I am hoping we can get into the NIT if we don't win our tournament.  For that, we may need to win our conference.
The non-con schedule doesn't mean that much.


----------



## dino

Jason Svoboda said:


> Yeah, that's what I'm saying. It's is systemically broken. As most conference teams split H/H save for the teams that usually end up being upper echelon, it is mathematically designed to protect the interests since the rankings of the very teams means they are locked into the various quadrants regardless of the game being a home/road/neutral court game.
> 
> For example, you can pretty much guarantee that the Big Ten and ACC teams will all be locked inside the Top 60 on a yearly basis. So since they play each other for the majority of their schedule, if they split H/H, they essentially cement their ranks. By design. Protect tournament selections and shares at all costs. It's literally the only payday given out by the NCAA.


All of that makes sense.

I guess I was thinking more how it’s used to change how people look at wins, in regards to where the game is played.
In reality, it’s always going to make power conference look better. But the real tool is that it gives you a scale on how good/bad certain wins or losses are.


----------



## sycamorebacker

dino said:


> All of that makes sense.
> 
> I guess I was thinking more how it’s used to change how people look at wins, in regards to where the game is played.
> In reality, it’s always going to make power conference look better. But the real tool is that it gives you a scale on how good/bad certain wins or losses are.

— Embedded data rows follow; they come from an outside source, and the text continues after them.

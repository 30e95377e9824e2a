//! HTTP liveness tracking of peers.
//!
//! Independent of the consensus core: nothing here reads or changes Raft
//! state, and Raft does not consult liveness.

use std::sync::Arc;
use std::time::Duration;

use hyper::client::HttpConnector;
use hyper::{Client, StatusCode, Uri};
use log::{info, warn};
use tokio::sync::RwLock;
use tokio::task::JoinSet;
use tokio::time::{timeout, Instant};
use tokio_util::sync::CancellationToken;

use crate::config::{dial_addr, health_addr_for};

#[derive(Debug, Clone, PartialEq, Eq)]
pub struct PeerStatus {
    pub addr: String,
    pub alive: bool,
    pub last_ok: Option<Instant>,
}

pub struct ClusterMonitor {
    self_addr: String,
    peers: RwLock<Vec<PeerStatus>>,
    interval: Duration,
    probe_timeout: Duration,
    client: Client<HttpConnector>,
}

impl ClusterMonitor {
    /// `peers` are gRPC addresses; this node's own address is skipped.
    pub fn new(self_addr: &str, peers: &[String]) -> Self {
        let peers = peers
            .iter()
            .filter(|addr| !addr.is_empty() && addr.as_str() != self_addr)
            .map(|addr| PeerStatus {
                addr: addr.clone(),
                alive: false,
                last_ok: None,
            })
            .collect();

        Self {
            self_addr: self_addr.to_string(),
            peers: RwLock::new(peers),
            interval: Duration::from_secs(2),
            probe_timeout: Duration::from_millis(800),
            client: Client::new(),
        }
    }

    /// Pings every peer each interval until `shutdown` fires.
    pub async fn run(self: Arc<Self>, shutdown: CancellationToken) {
        let count = self.peers.read().await.len();
        info!("Cluster monitor for {} started with {count} peers", self.self_addr);

        let mut ticker = tokio::time::interval_at(Instant::now() + self.interval, self.interval);
        loop {
            tokio::select! {
                _ = shutdown.cancelled() => break,
                _ = ticker.tick() => self.ping_peers().await,
            }
        }

        info!("Cluster monitor stopped");
    }

    /// Probes all peers concurrently, then records the results.
    pub async fn ping_peers(&self) {
        let addrs: Vec<String> = self
            .peers
            .read()
            .await
            .iter()
            .map(|p| p.addr.clone())
            .collect();

        let mut probes = JoinSet::new();
        for addr in addrs {
            let client = self.client.clone();
            let probe_timeout = self.probe_timeout;
            probes.spawn(async move {
                let alive = match health_addr_for(&addr) {
                    Some(health) => probe(&client, &health, probe_timeout).await,
                    None => false,
                };
                (addr, alive)
            });
        }

        let mut results = Vec::new();
        while let Some(joined) = probes.join_next().await {
            if let Ok(result) = joined {
                results.push(result);
            }
        }

        let now = Instant::now();
        let mut peers = self.peers.write().await;
        for (addr, alive) in results {
            let Some(peer) = peers.iter_mut().find(|p| p.addr == addr) else {
                continue;
            };
            if alive {
                if !peer.alive {
                    info!("Peer {addr} is now alive");
                }
                peer.alive = true;
                peer.last_ok = Some(now);
            } else {
                if peer.alive {
                    warn!("Peer {addr} seems dead");
                }
                peer.alive = false;
            }
        }
    }

    pub async fn peers_status(&self) -> Vec<PeerStatus> {
        self.peers.read().await.clone()
    }

    /// One probe of a health endpoint (`host:port`, not the gRPC address).
    pub async fn check_once(health_addr: &str) -> bool {
        probe(&Client::new(), health_addr, Duration::from_millis(800)).await
    }
}

async fn probe(client: &Client<HttpConnector>, health_addr: &str, limit: Duration) -> bool {
    let uri: Uri = match format!("http://{}/healthz", dial_addr(health_addr)).parse() {
        Ok(uri) => uri,
        Err(_) => return false,
    };

    match timeout(limit, client.get(uri)).await {
        Ok(Ok(resp)) => resp.status() == StatusCode::OK,
        _ => false,
    }
}

#[cfg(test)]
mod tests {
    use super::*;

    #[tokio::test]
    async fn new_filters_out_self() {
        let peers = vec![":4000".to_string(), ":4001".to_string(), String::new()];
        let monitor = ClusterMonitor::new(":4000", &peers);
        let status = monitor.peers_status().await;
        assert_eq!(status.len(), 1);
        assert_eq!(status[0].addr, ":4001");
        assert!(!status[0].alive);
    }

    #[tokio::test]
    async fn unreachable_peer_stays_dead() {
        // Port 0 is never a valid remote port; its health port 1 is closed.
        let monitor = ClusterMonitor::new(":4000", &["127.0.0.1:0".to_string()]);
        monitor.ping_peers().await;
        let status = monitor.peers_status().await;
        assert!(!status[0].alive);
        assert!(status[0].last_ok.is_none());
    }
}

If you watch IU they blow out quad 4 teams and get to a pretty high RPI then they play H and H with many of the top teams in the country in conference.
Naturally, they can play close to them or beat them at home and they stay up high.  What were they 7th in the Big10 last year and made the tournament?
That option is not available to mids.


----------



## DyedBlue

Jason Svoboda said:


> For example, you can pretty much guarantee that the Big Ten and ACC teams will all be locked inside the Top 60 on a yearly basis.


I thought I should check the validity of your strong statement that ALL Big 10 and ACC Teams will always be locked inside the Top 60 in KenPom or whatever .

I found 16 of the 29 teams in the top 60.    Far from "ALL".

4:  Purdue


----------



## DyedBlue

DyedBlue said:


> I thought I should check the validity of your strong statement that ALL Big 10 and ACC Teams will always be locked inside the Top 60 in KenPom or whatever .
> 
> I found 16 of the 29 teams in the top 60.    Far from "ALL".
> 
> 4:  Purdue


17 Actually but I got "time Limited' on the message while researching.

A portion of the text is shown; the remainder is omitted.